Cultured Gingival Fibroblasts as a Model of Oral Mucosa Inflammation

Objectives: The objective of this study was to establish parameters of inflammation and cell death in cultured human gingival fibroblasts as an in vitro model of oral mucosa inflammation. Methods: The human gingival fibroblast cell line HGF-1 (ATCC CRL-2014) was cultured in medium containing 10% serum and then serum-starved. In one set of experiments fibroblasts were treated with 0.12% chlorhexidine digluconate for 30 seconds, and then allowed to recover in serum-free medium for various times.
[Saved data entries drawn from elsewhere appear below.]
//! Durable store on sled
//!
//! Trees:
//! - `loans`: loan_id -> CBOR loan
//! - `loans_by_status`: status tag ++ loan_id -> empty
//! - `repayments`: repayment_id -> CBOR repayment
//! - `repayments_by_loan`: loan_id ++ 0x00 ++ repayment_id -> empty
//!
//! A record and its index entry are always written in the same transaction.
use super::{CasOutcome, Store, StoreError, compare_and_apply};
use crate::loan::{Loan, LoanStatus, LoanTransition};
use crate::repayment::Repayment;
use sled::Transactional;
use sled::transaction::{ConflictableTransactionError, TransactionError};
use std::path::Path;

pub struct SledStore {
    db: sled::Db,
    loans: sled::Tree,
    loans_by_status: sled::Tree,
    repayments: sled::Tree,
    repayments_by_loan: sled::Tree,
}

impl SledStore {
    pub fn open(path: impl AsRef<Path>) -> Result<Self, StoreError> {
        Self::with_db(sled::open(path)?)
    }

    pub fn with_db(db: sled::Db) -> Result<Self, StoreError> {
        Ok(Self {
            loans: db.open_tree("loans")?,
            loans_by_status: db.open_tree("loans_by_status")?,
            repayments: db.open_tree("repayments")?,
            repayments_by_loan: db.open_tree("repayments_by_loan")?,
            db,
        })
    }

    /// Persist dirty buffers, returns the number of bytes flushed
    pub async fn flush(&self) -> Result<usize, StoreError> {
        Ok(self.db.flush_async().await?)
    }
}

fn status_key(status: LoanStatus, loan_id: &str) -> Vec<u8> {
    let mut key = Vec::with_capacity(1 + loan_id.len());
    key.push(status.tag());
    key.extend_from_slice(loan_id.as_bytes());
    key
}

fn loan_prefix(loan_id: &str) -> Vec<u8> {
    let mut key = Vec::with_capacity(loan_id.len() + 1);
    key.extend_from_slice(loan_id.as_bytes());
    key.push(0);
    key
}

fn encode<T: minicbor::Encode<()>>(record: &T) -> Result<Vec<u8>, StoreError> {
    minicbor::to_vec(record).map_err(|e| StoreError::Codec(e.to_string()))
}

fn abort(err: impl Into<StoreError>) -> ConflictableTransactionError<StoreError> {
    ConflictableTransactionError::Abort(err.into())
}

fn settle<T>(result: Result<T, TransactionError<StoreError>>) -> Result<T, StoreError> {
    match result {
        Ok(value) => Ok(value),
        Err(TransactionError::Abort(err)) => Err(err),
        Err(TransactionError::Storage(err)) => Err(err.into()),
    }
}

// sled calls block, keep them off the async workers
async fn blocking<T, F>(call: F) -> Result<T, StoreError>
where
    F: FnOnce() -> Result<T, StoreError> + Send + 'static,
    T: Send + 'static,
{
    tokio::task::spawn_blocking(call)
        .await
        .map_err(|e| StoreError::Unavailable(e.to_string()))?
}

fn decode_all<T>(tree: &sled::Tree) -> Result<Vec<T>, StoreError>
where
    T: for<'b> minicbor::Decode<'b, ()>,
{
    let mut records = Vec::new();
    for entry in tree.iter() {
        let (_, bytes) = entry?;
        records.push(minicbor::decode(&bytes)?);
    }
    Ok(records)
}

impl Store for SledStore {
    async fn put_loan(&self, loan: Loan) -> Result<(), StoreError> {
        let loans = self.loans.clone();
        let index = self.loans_by_status.clone();

        blocking(move || {
            let bytes = encode(&loan)?;
            settle((&loans, &index).transaction(|(tx_loans, tx_index)| {
                if let Some(previous) = tx_loans.insert(loan.loan_id.as_bytes(), bytes.clone())? {
                    let previous: Loan = minicbor::decode(&previous).map_err(abort)?;
                    tx_index.remove(status_key(previous.status, &previous.loan_id))?;
                }
                tx_index.insert(status_key(loan.status, &loan.loan_id), Vec::new())?;
                Ok(())
            }))
        })
        .await
    }

    async fn get_loan(&self, loan_id: &str) -> Result<Option<Loan>, StoreError> {
        let loans = self.loans.clone();
        let loan_id = loan_id.to_string();

        blocking(move || match loans.get(loan_id.as_bytes())? {
            Some(bytes) => Ok(Some(minicbor::decode(&bytes)?)),
            None => Ok(None),
        })
        .await
    }

    async fn loans_by_status(&self, status: LoanStatus) -> Result<Vec<Loan>, StoreError> {
        let loans = self.loans.clone();
        let index = self.loans_by_status.clone();

        blocking(move || {
            let mut found = Vec::new();
            for entry in index.scan_prefix([status.tag()]) {
                let (key, _) = entry?;
                let Some(bytes) = loans.get(&key[1..])? else {
                    continue;
                };
                let loan: Loan = minicbor::decode(&bytes)?;
                // the record may have moved on since the index entry was read
                if loan.status == status {
                    found.push(loan);
                }
            }
            Ok(found)
        })
        .await
    }

    async fn scan_loans(&self) -> Result<Vec<Loan>, StoreError> {
        let loans = self.loans.clone();
        blocking(move || decode_all(&loans)).await
    }

    async fn update_loan_if(
        &self,
        loan_id: &str,
        expected: LoanStatus,
        transition: LoanTransition,
    ) -> Result<CasOutcome, StoreError> {
        let loans = self.loans.clone();
        let index = self.loans_by_status.clone();
        let loan_id = loan_id.to_string();

        blocking(move || {
            settle((&loans, &index).transaction(|(tx_loans, tx_index)| {
                let Some(bytes) = tx_loans.get(loan_id.as_bytes())? else {
                    return Ok(CasOutcome::Missing);
                };
                let mut loan: Loan = minicbor::decode(&bytes).map_err(abort)?;

                if let Some(actual) = compare_and_apply(&mut loan, expected, &transition) {
                    return Ok(CasOutcome::Mismatch { actual });
                }

                let updated = encode(&loan).map_err(abort)?;
                tx_index.remove(status_key(expected, &loan_id))?;
                tx_index.insert(status_key(loan.status, &loan_id), Vec::new())?;
                tx_loans.insert(loan_id.as_bytes(), updated)?;

                Ok(CasOutcome::Applied(loan))
            }))
        })
        .await
    }

    async fn put_repayment(&self, repayment: Repayment) -> Result<(), StoreError> {
        let repayments = self.repayments.clone();
        let index = self.repayments_by_loan.clone();

        blocking(move || {
            let bytes = encode(&repayment)?;
            let mut index_key = loan_prefix(&repayment.loan_id);
            index_key.extend_from_slice(repayment.repayment_id.as_bytes());

            settle((&repayments, &index).transaction(|(tx_repayments, tx_index)| {
                tx_repayments.insert(repayment.repayment_id.as_bytes(), bytes.clone())?;
                tx_index.insert(index_key.clone(), Vec::new())?;
                Ok(())
            }))
        })
        .await
    }

    async fn repayments_for_loan(&self, loan_id: &str) -> Result<Vec<Repayment>, StoreError> {
        let repayments = self.repayments.clone();
        let index = self.repayments_by_loan.clone();
        let prefix = loan_prefix(loan_id);

        blocking(move || {
            let mut found = Vec::new();
            for entry in index.scan_prefix(&prefix) {
                let (key, _) = entry?;
                if let Some(bytes) = repayments.get(&key[prefix.len()..])? {
                    found.push(minicbor::decode(&bytes)?);
                }
            }
            Ok(found)
        })
        .await
    }

    async fn scan_repayments(&self) -> Result<Vec<Repayment>, StoreError> {
        let repayments = self.repayments.clone();
        blocking(move || decode_all(&repayments)).await
    }
}

#[cfg(test)]
mod tests {
    use super::*;

    #[test]
    fn index_keys_group_by_prefix() {
        let pending = status_key(LoanStatus::Pending, "loan1abc");
        let approved = status_key(LoanStatus::Approved, "loan1abc");

        assert_eq!(pending[0], 0);
        assert_eq!(approved[0], 1);
        assert_eq!(&pending[1..], b"loan1abc");
        assert_eq!(loan_prefix("loan1abc").last(), Some(&0));
    }
}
In a second set of experiments the fibroblasts were treated with 20 ng/ml TNF-alpha for various times. Untreated cells were controls. After treatment, culture medium was assayed for the pro-inflammatory cytokines IL-8 and IL-1beta by ELISA. Interleukin secretion data was determined as mean concentration in pg/ml +/- SEM. Apoptosis was assayed colorimetrically using the ApoPercentage assay. Apoptotic cells were counted in digitally captured images. Apoptosis data was determined as mean number of apoptotic cells +/- SEM. Statistical analysis was performed using the student's t-test with significance value of p < 0.05. Results: TNF-alpha treatment of human gingival fibroblasts resulted in a significant increase in the secretion of IL-8, and apoptosis, compared to untreated control. IL-8 secretion was not detected in fibroblasts treated with chlorhexidine. IL-1beta secretion was undetected in control, TNF-alpha-treated, and chlorhexidine-treated cells, suggesting either a lack of production of this interleukin, or secretion at a level that is below the detection limit of the ELISA. TNFalpha treatment of human gingival fibroblasts resulted in a significant increase in apoptosis compared to untreated control. Chlorhexidine, in our system, appeared to be very cytotoxic to the fibroblasts when assayed using the apoptosis marker. Conclusions: TNF-alpha-treated, but not chlorhexidine-treated, human gingival fibroblasts are a suitable in vitro model of oral mucosa inflammation. Markers of inflammation in this model include the secretion of IL-8.